El conductor y streamer Tomás Rebord quedó envuelto en una fuerte polémica luego de un monólogo realizado en su programa emitido por el canal de streaming Blender, donde formuló comentarios que distintos sectores consideraron ofensivos hacia la comunidad judía. Las expresiones derivaron en una denuncia penal por presunta discriminación religiosa, lo que reavivó el debate público sobre los límites entre el humor político, la crítica al poder y los discursos de odio en plataformas digitales.
El episodio ocurrió durante una emisión reciente de su ciclo Hay Algo Ahí, en la que el conductor realizaba un comentario sobre el posicionamiento internacional del gobierno argentino y la relación del presidente con Israel. En ese contexto, Rebord ironizó sobre declaraciones oficiales vinculadas a los incendios en la Patagonia y sobre la postura del Gobierno frente a acusaciones difundidas en redes sociales. En su intervención afirmó que le llamaba la atención que, en medio de los incendios forestales, “la principal preocupación del gobierno es aclarar que los argentinos ‘no somos nazis’”, y agregó en tono crítico: “¿Y el fuego?”
El monólogo también incluyó comentarios sobre los viajes presidenciales a Israel y referencias al Muro de los Lamentos. En ese tramo del programa, el conductor cuestionó reiteradas visitas del mandatario argentino al sitio religioso y preguntó irónicamente “¿cuántas veces te podés emocionar con una pared de piedra?” al aludir al lugar sagrado del judaísmo. Los fragmentos circularon rápidamente en redes sociales, donde fueron difundidos tanto por usuarios críticos como por quienes consideraron que el discurso tenía un tono discriminatorio.
La reacción más contundente llegó pocas horas después, cuando el abogado Jorge Monastersky presentó una denuncia penal ante la Fiscalía Penal, Contravencional y de Faltas N.º 13 de la Ciudad de Buenos Aires.
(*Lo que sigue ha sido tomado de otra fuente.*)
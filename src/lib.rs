//! # GCache — Two-Tier Read-Through Caching
//!
//! A caching facade for service code: registered operations dispatch through
//! an in-process TTL tier backed by a shared redis tier, with coordinated
//! cross-process invalidation and bounded staleness.
//!
//! ## Architecture
//!
//! - `key`: canonical cache keys and the URN scheme
//! - `args`: type-erased call arguments and the registration surface
//! - `config`: per-use-case TTL/ramp configuration and engine options
//! - `context`: call-scoped enablement and process-global engine state
//! - `tier`: the cache stack — local, remote, noop, controller, chain
//! - `engine`: the engine singleton and the function-wrapping surface
//! - `bridge`: worker-thread pool bridging synchronous callers
//! - `metrics`: prometheus counters and histograms
//! - `error`: the error enum shared across the stack
//!
//! ## Example
//!
//! ```no_run
//! use gcache::{
//!     CachedOptions, CallArgs, GCache, GCacheConfig, IdArg, KeyConfig, RedisConfig,
//! };
//!
//! # async fn demo() -> gcache::GCacheResult<()> {
//! let engine = GCache::new(GCacheConfig {
//!     redis_config: Some(RedisConfig::default()),
//!     ..Default::default()
//! })?;
//!
//! let load_user = engine.cached(
//!     CachedOptions::new("users.load", "user_id", IdArg::name("user_id"))
//!         .default_config(KeyConfig::enabled(300)),
//!     |args: CallArgs| async move {
//!         let user_id: u64 = *args.get("user_id")?;
//!         Ok(format!("user-{user_id}"))
//!     },
//! )?;
//!
//! let user = GCache::with_enabled(true, async {
//!     load_user.call(CallArgs::new().arg("user_id", 7u64)).await
//! })
//! .await?;
//! # let _ = user;
//! # Ok(())
//! # }
//! ```

#![warn(missing_docs)]
#![warn(clippy::all)]

// Call arguments and registration options
pub mod args;

// Worker-thread bridge for synchronous callers
pub mod bridge;

// Layer and use-case configuration
pub mod config;

// Call-scoped enablement
pub mod context;

// Engine and cached-function surface
pub mod engine;

// Errors
pub mod error;

// Cache keys and URNs
pub mod key;

// Prometheus instrumentation
pub mod metrics;

// The cache tier stack
pub mod tier;

// Re-export commonly used types
pub use args::{ArgAdapter, ArgValue, CachedOptions, CallArgs, IdArg};
pub use config::{
    dump_configs, load_configs, CacheLayer, ConfigEntry, ConfigProvider, GCacheConfig,
    KeyConfig, KeyConfigs, MapConfigProvider, NullConfigProvider, RedisConfig,
};
pub use context::{enable, with_enabled, EnableGuard};
pub use engine::{CachedFn, GCache, RESERVED_USE_CASE};
pub use error::{GCacheError, GCacheResult};
pub use key::{Codec, GCacheKey, GCacheKeyBuilder};
pub use metrics::GCacheMetrics;
pub use tier::controller::DisabledReason;
pub use tier::remote::{
    default_client_factory, RedisClientFactory, RedisStore, RemoteStore,
};
pub use tier::{CacheTier, Fallback};

/// Crate version
pub const VERSION: &str = env!("CARGO_PKG_VERSION");

/// Crate name
pub const NAME: &str = env!("CARGO_PKG_NAME");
En la presentación judicial, el letrado sostuvo que las expresiones del conductor insinuaban que “los judíos podrían estar vinculados con los incendios en la Patagonia” y que, además, se ridiculizaban símbolos centrales del judaísmo, como el Muro de los Lamentos.
Según la denuncia, el discurso excedería el ámbito del humor político o de la sátira, ya que —según el denunciante— atribuir hechos graves a una colectividad religiosa o sugerir responsabilidades colectivas constituye una forma de estigmatización. En ese sentido, Monastersky argumentó que la conducta podría encuadrarse dentro de la Ley 23.592 de Actos Discriminatorios, que sanciona expresiones o acciones que promuevan discriminación basada en religión, nacionalidad u origen étnico.

En declaraciones públicas, el letrado sostuvo que “atribuir hechos graves como incendios a personas por su religión, insinuar responsabilidades colectivas y ridiculizar símbolos religiosos no es sátira ni ironía”, sino una forma de discurso que puede “alimentar prejuicios y generar hostilidad” contra miembros de la comunidad judía. El denunciante también remarcó que, a su entender, la libertad de expresión no debe utilizarse para imputar delitos a grupos religiosos ni para banalizar símbolos considerados sagrados por una colectividad.
Ante este escándalo, el mismo Javier Milei compartió los dichos del abogado en su cuenta personal de X. "Masterclass", halagó el mandatario ante la exposición publica del abogado, etiquetando a la DAIA en el mismo posteo. "Gracias por compartirlo, Presidente Javier Milei. En la Argentina el antisemitismo no puede naturalizarse ni justificarse bajo ninguna forma, tampoco bajo el escudo del humor. También valoro y reconozco su compromiso en sostener que en nuestro país no debe tener lugar el antisemitismo. Le mando un saludo y siga adelante", agradeció Monastersky.